The first half  of the trip was spent in Champagne.  Our son is a server and has begun some of the sommelier testing, so he had connections with and an attraction to many champagne houses.  And our tours of them were fascinating and, at times, glamorous.  Unfortunately, as much as I tried to open the aperture, I was unable to get reasonable exposures as you can see here.

We may never know what some of those are.  I did a little better outdoors

But I was not really prepared for photography on the tours.

 

I was also anxious to see some of the cathedrals.  Before we left I also thought I’d get a I’d get some shots of Would War I cemeteries and battlefields, but this was not the trip for that either. It would have been a good time to take a look at Cathedrals.  I never fully paid attention during high school history when they  got into the details of flying buttresses and gargoyles, but this was the heart  of cathedrals; Notre Dame de Paris, Chartres, Amiens,…  And I thought I could make up for my puerile phillistinery,  Notre Dame de Reims was both convenient and interesting,

 

having served as the coronation site for 25 of France’s kings, including Charles X, who was led to the cathedral by Joan of Arc.    Her statue can be found on the cathedral grounds.

 

 

I wanted to see the stained glass windows by Marc Chagall as well.  I had read about them and was surprised to find them more stark than I had expected them to be.

 

It would have been an architect’s dream.  There was a lot of information about the construction of the cathedral. And a beautiful model of it.

 

But I’m afraid my limited  plebeian taste and attention span has not improved with age.

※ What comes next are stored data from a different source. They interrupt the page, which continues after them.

pub mod config;
pub mod key_value_store;
pub mod menu_cache;
pub mod menu_state_store;
pub mod path_processing;

pub use config::*;
pub use key_value_store::*;
pub use menu_cache::*;
pub use menu_state_store::*;
pub use path_processing::*;
//! Plain-text sidebar output.

use navtree_engine::VisibleRow;

const INDENT: &str = "  ";

/// Formats one sidebar row: indentation, expand marker, optional depth badge and
/// the menu name, with `*` marking the active menu.
pub fn format_row(row: &VisibleRow<'_>, show_depth_indicator: bool) -> String {
    let marker = match (row.can_expand, row.node.is_expanded) {
        (true, true) => "▾",
        (true, false) => "▸",
        (false, _) => " ",
    };
    let active = if row.is_active { "*" } else { " " };
    let depth = if show_depth_indicator {
        format!("[{}] ", row.depth)
    } else {
        String::new()
    };
    format!(
        "{active} {indent}{marker} {depth}{name} ({id})",
        indent = INDENT.repeat(row.depth as usize),
        name = row.node.record.display_name(),
        id = row.node.menu_id(),
    )
}

pub fn format_rows(rows: &[VisibleRow<'_>], show_depth_indicator: bool) -> String {
    rows.iter()
        .map(|row| format_row(row, show_depth_indicator))
        .collect::<Vec<_>>()
        .join("\n")
}
//! Read-only projection of the tree into the rows a sidebar draws.
//!
//! `max_depth` only decides whether a node offers an expand arrow and whether
//! its children are drawn; nodes past the limit stay in the tree and still take
//! part in expand-all, collapse-all and persistence.

use navtree_types::MenuTreeNode;

/// One drawn row.
#[derive(Debug, Clone, Copy, PartialEq)]
pub struct VisibleRow<'a> {
    pub node: &'a MenuTreeNode,
    /// Nesting depth at which the row is drawn, starting at 0 for roots.
    pub depth: u32,
    pub can_expand: bool,
    pub is_active: bool,
}

/// A node offers an expand arrow when it has children and sits above `max_depth`.
pub fn can_expand(node: &MenuTreeNode, depth: u32, max_depth: u32) -> bool {
    !node.children.is_empty() && depth < max_depth
}

/// Rows in draw order: children follow their parent only when the parent is
/// expanded and allowed to expand.
pub fn visible_rows<'a>(tree: &'a [MenuTreeNode], active_menu_id: Option<&str>, max_depth: u32) -> Vec<VisibleRow<'a>> {
    let mut rows = Vec::new();
    push_rows(tree, 0, active_menu_id, max_depth, &mut rows);
    rows
}

fn push_rows<'a>(nodes: &'a [MenuTreeNode], depth: u32, active_menu_id: Option<&str>, max_depth: u32, rows: &mut Vec<VisibleRow<'a>>) {
    for node in nodes {
        let expandable = can_expand(node, depth, max_depth);
        rows.push(VisibleRow {
            node,
            depth,
            can_expand: expandable,
            is_active: active_menu_id == Some(node.menu_id()),
        });
        if expandable && node.is_expanded {
            push_rows(&node.children, depth + 1, active_menu_id, max_depth, rows);
        }
    }
}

I did become entranced with the smiling Angel of Reims.  As I was looking for her I also got some good photos of the outside of the cathedral.

Her story, at least according to wikipedia, was inspiring to someone whose glory was fading.  It seems her head came off following a German shelling in World War I ( September 19, 1914).  Her head broke into several pieces.  But they were collected by the abbot of the cathedral.  Following the war they were reassembled at the National museum of French monuments and she was added to the restored cathedral in 1926.  In some of the pictures I had seen she almost seemed to be giving a fist pump.

Imagine!  After observing the foolishness of mankind for almost 700 years and then suffering the insult of a barbarous assault, she could return triumphant.  Perhaps there is hope for us yet.  I had to get a look at her and take a number of photos to either get comfort from the failure to survive this long dark passage or to share in the glory of being revived for the endgame.